(EXERCISE DIRECTIONS):
Word for word, transcribe every line below.

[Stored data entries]
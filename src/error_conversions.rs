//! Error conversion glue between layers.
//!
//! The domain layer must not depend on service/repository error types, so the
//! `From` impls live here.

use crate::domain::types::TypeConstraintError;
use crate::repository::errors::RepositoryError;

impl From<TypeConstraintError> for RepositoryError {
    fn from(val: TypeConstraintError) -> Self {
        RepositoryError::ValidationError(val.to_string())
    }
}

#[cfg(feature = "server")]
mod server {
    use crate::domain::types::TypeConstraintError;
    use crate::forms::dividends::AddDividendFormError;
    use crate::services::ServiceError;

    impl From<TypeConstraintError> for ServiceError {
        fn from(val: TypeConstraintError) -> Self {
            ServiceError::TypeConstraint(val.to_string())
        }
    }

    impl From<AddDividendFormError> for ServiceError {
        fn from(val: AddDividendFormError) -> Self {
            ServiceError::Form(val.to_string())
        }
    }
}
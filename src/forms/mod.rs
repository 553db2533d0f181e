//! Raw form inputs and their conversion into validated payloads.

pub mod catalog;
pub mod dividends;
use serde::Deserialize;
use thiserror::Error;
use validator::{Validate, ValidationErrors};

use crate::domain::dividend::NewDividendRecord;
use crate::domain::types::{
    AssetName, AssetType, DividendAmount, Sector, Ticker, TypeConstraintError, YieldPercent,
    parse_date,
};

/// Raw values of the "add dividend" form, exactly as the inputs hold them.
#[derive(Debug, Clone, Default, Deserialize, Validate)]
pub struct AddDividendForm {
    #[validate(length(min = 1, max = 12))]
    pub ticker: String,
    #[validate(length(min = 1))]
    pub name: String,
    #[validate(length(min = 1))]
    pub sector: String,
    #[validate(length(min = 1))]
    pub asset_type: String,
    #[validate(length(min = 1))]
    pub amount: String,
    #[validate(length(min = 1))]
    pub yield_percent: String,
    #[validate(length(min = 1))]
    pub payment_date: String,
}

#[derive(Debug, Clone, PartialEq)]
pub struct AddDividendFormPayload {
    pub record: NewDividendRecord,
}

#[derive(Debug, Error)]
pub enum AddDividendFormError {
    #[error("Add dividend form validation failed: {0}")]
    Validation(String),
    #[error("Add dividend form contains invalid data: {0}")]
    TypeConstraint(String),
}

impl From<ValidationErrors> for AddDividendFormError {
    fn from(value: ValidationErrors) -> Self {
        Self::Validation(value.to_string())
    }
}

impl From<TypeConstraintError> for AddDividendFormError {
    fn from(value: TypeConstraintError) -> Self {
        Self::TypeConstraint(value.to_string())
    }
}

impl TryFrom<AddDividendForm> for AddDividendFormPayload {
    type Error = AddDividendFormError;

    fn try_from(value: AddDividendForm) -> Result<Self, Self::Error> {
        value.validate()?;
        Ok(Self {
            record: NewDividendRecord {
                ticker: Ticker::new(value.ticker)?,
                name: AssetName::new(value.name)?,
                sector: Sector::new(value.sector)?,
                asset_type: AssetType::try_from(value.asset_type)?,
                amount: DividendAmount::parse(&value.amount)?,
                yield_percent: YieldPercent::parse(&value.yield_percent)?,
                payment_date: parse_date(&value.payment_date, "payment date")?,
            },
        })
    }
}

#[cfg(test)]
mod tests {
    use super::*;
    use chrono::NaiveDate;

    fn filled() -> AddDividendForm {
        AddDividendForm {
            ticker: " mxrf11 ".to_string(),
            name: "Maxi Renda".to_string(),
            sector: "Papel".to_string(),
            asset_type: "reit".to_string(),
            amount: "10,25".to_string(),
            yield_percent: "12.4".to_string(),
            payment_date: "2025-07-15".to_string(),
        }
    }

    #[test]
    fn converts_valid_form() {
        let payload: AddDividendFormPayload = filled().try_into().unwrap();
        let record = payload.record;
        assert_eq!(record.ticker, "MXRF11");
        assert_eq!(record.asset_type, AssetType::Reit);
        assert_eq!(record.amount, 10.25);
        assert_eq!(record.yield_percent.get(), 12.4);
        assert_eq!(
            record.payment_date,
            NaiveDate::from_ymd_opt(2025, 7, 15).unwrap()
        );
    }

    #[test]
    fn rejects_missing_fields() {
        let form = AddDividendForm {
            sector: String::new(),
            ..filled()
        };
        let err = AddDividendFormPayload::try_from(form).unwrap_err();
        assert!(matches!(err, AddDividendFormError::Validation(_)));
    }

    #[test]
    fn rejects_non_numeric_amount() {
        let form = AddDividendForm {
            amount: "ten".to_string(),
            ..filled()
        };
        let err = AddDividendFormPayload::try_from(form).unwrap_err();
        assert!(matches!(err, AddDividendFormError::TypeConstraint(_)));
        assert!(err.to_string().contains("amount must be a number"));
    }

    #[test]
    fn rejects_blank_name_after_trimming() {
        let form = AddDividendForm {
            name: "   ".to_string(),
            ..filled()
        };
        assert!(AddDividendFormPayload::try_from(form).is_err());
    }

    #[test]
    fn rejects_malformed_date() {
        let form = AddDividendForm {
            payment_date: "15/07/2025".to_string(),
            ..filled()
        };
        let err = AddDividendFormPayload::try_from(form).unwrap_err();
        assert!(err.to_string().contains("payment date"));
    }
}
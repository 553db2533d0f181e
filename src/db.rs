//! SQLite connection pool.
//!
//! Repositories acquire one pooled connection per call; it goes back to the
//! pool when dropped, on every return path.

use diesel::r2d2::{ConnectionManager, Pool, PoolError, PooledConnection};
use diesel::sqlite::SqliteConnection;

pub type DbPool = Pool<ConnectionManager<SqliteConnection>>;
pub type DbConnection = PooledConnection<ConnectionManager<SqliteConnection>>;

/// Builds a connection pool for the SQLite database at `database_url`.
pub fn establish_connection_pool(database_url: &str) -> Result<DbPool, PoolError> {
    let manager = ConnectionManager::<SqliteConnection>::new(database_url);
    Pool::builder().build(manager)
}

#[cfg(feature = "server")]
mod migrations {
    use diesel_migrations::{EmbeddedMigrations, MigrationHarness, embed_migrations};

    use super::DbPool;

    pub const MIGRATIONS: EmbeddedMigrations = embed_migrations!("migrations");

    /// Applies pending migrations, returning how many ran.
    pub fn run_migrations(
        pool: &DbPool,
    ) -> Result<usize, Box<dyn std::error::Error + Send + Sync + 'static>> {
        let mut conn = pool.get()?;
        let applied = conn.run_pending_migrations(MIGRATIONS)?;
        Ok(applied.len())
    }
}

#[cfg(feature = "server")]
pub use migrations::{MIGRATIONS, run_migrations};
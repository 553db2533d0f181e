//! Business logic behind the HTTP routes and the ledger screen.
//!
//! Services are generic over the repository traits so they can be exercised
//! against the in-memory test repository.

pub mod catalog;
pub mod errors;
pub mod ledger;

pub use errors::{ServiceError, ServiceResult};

(OUTPUT FOR THIS EXERCISE):
filename src/error_conversions.rs
//! Error conversion glue between layers.
//!
//! The domain layer must not depend on service/repository error types, so the
//! `From` impls live here.

use crate::domain::types::TypeConstraintError;
use crate::repository::errors::RepositoryError;

impl From<TypeConstraintError> for RepositoryError {
    fn from(val: TypeConstraintError) -> Self {
        RepositoryError::ValidationError(val.to_string())
    }
}

#[cfg(feature = "server")]
mod server {
    use crate::domain::types::TypeConstraintError;
    use crate::forms::dividends::AddDividendFormError;
    use crate::services::ServiceError;

    impl From<TypeConstraintError> for ServiceError {
        fn from(val: TypeConstraintError) -> Self {
            ServiceError::TypeConstraint(val.to_string())
        }
    }

    impl From<AddDividendFormError> for ServiceError {
        fn from(val: AddDividendFormError) -> Self {
            ServiceError::Form(val.to_string())
        }
    }
}
filename src/forms/mod.rs
repository 553db2533d0f181e
//! Raw form inputs and their conversion into validated payloads.

pub mod catalog;
pub mod dividends;
use serde::Deserialize;
use thiserror::Error;
use validator::{Validate, ValidationErrors};

use crate::domain::dividend::NewDividendRecord;
use crate::domain::types::{
    AssetName, AssetType, DividendAmount, Sector, Ticker, TypeConstraintError, YieldPercent,
    parse_date,
};

/// Raw values of the "add dividend" form, exactly as the inputs hold them.
#[derive(Debug, Clone, Default, Deserialize, Validate)]
pub struct AddDividendForm {
    #[validate(length(min = 1, max = 12))]
    pub ticker: String,
    #[validate(length(min = 1))]
    pub name: String,
    #[validate(length(min = 1))]
    pub sector: String,
    #[validate(length(min = 1))]
    pub asset_type: String,
    #[validate(length(min = 1))]
    pub amount: String,
    #[validate(length(min = 1))]
    pub yield_percent: String,
    #[validate(length(min = 1))]
    pub payment_date: String,
}

#[derive(Debug, Clone, PartialEq)]
pub struct AddDividendFormPayload {
    pub record: NewDividendRecord,
}

#[derive(Debug, Error)]
pub enum AddDividendFormError {
    #[error("Add dividend form validation failed: {0}")]
    Validation(String),
    #[error("Add dividend form contains invalid data: {0}")]
    TypeConstraint(String),
}

impl From<ValidationErrors> for AddDividendFormError {
    fn from(value: ValidationErrors) -> Self {
        Self::Validation(value.to_string())
    }
}

impl From<TypeConstraintError> for AddDividendFormError {
    fn from(value: TypeConstraintError) -> Self {
        Self::TypeConstraint(value.to_string())
    }
}

impl TryFrom<AddDividendForm> for AddDividendFormPayload {
    type Error = AddDividendFormError;

    fn try_from(value: AddDividendForm) -> Result<Self, Self::Error> {
        value.validate()?;
        Ok(Self {
            record: NewDividendRecord {
                ticker: Ticker::new(value.ticker)?,
                name: AssetName::new(value.name)?,
                sector: Sector::new(value.sector)?,
                asset_type: AssetType::try_from(value.asset_type)?,
                amount: DividendAmount::parse(&value.amount)?,
                yield_percent: YieldPercent::parse(&value.yield_percent)?,
                payment_date: parse_date(&value.payment_date, "payment date")?,
            },
        })
    }
}

#[cfg(test)]
mod tests {
    use super::*;
    use chrono::NaiveDate;

    fn filled() -> AddDividendForm {
        AddDividendForm {
            ticker: " mxrf11 ".to_string(),
            name: "Maxi Renda".to_string(),
            sector: "Papel".to_string(),
            asset_type: "reit".to_string(),
            amount: "10,25".to_string(),
            yield_percent: "12.4".to_string(),
            payment_date: "2025-07-15".to_string(),
        }
    }

    #[test]
    fn converts_valid_form() {
        let payload: AddDividendFormPayload = filled().try_into().unwrap();
        let record = payload.record;
        assert_eq!(record.ticker, "MXRF11");
        assert_eq!(record.asset_type, AssetType::Reit);
        assert_eq!(record.amount, 10.25);
        assert_eq!(record.yield_percent.get(), 12.4);
        assert_eq!(
            record.payment_date,
            NaiveDate::from_ymd_opt(2025, 7, 15).unwrap()
        );
    }

    #[test]
    fn rejects_missing_fields() {
        let form = AddDividendForm {
            sector: String::new(),
            ..filled()
        };
        let err = AddDividendFormPayload::try_from(form).unwrap_err();
        assert!(matches!(err, AddDividendFormError::Validation(_)));
    }

    #[test]
    fn rejects_non_numeric_amount() {
        let form = AddDividendForm {
            amount: "ten".to_string(),
            ..filled()
        };
        let err = AddDividendFormPayload::try_from(form).unwrap_err();
        assert!(matches!(err, AddDividendFormError::TypeConstraint(_)));
        assert!(err.to_string().contains("amount must be a number"));
    }

    #[test]
    fn rejects_blank_name_after_trimming() {
        let form = AddDividendForm {
            name: "   ".to_string(),
            ..filled()
        };
        assert!(AddDividendFormPayload::try_from(form).is_err());
    }

    #[test]
    fn rejects_malformed_date() {
        let form = AddDividendForm {
            payment_date: "15/07/2025".to_string(),
            ..filled()
        };
        let err = AddDividendFormPayload::try_from(form).unwrap_err();
        assert!(err.to_string().contains("payment date"));
    }
}
repository 553db2533d0f181e
filename src/db.rs
//! SQLite connection pool.
//!
//! Repositories acquire one pooled connection per call; it goes back to the
//! pool when dropped, on every return path.

use diesel::r2d2::{ConnectionManager, Pool, PoolError, PooledConnection};
use diesel::sqlite::SqliteConnection;

pub type DbPool = Pool<ConnectionManager<SqliteConnection>>;
pub type DbConnection = PooledConnection<ConnectionManager<SqliteConnection>>;

/// Builds a connection pool for the SQLite database at `database_url`.
pub fn establish_connection_pool(database_url: &str) -> Result<DbPool, PoolError> {
    let manager = ConnectionManager::<SqliteConnection>::new(database_url);
    Pool::builder().build(manager)
}

#[cfg(feature = "server")]
mod migrations {
    use diesel_migrations::{EmbeddedMigrations, MigrationHarness, embed_migrations};

    use super::DbPool;

    pub const MIGRATIONS: EmbeddedMigrations = embed_migrations!("migrations");

    /// Applies pending migrations, returning how many ran.
    pub fn run_migrations(
        pool: &DbPool,
    ) -> Result<usize, Box<dyn std::error::Error + Send + Sync + 'static>> {
        let mut conn = pool.get()?;
        let applied = conn.run_pending_migrations(MIGRATIONS)?;
        Ok(applied.len())
    }
}

#[cfg(feature = "server")]
pub use migrations::{MIGRATIONS, run_migrations};
repository 553db2533d0f181e
//! Business logic behind the HTTP routes and the ledger screen.
//!
//! Services are generic over the repository traits so they can be exercised
//! against the in-memory test repository.

pub mod catalog;
pub mod errors;
pub mod ledger;

pub use errors::{ServiceError, ServiceResult};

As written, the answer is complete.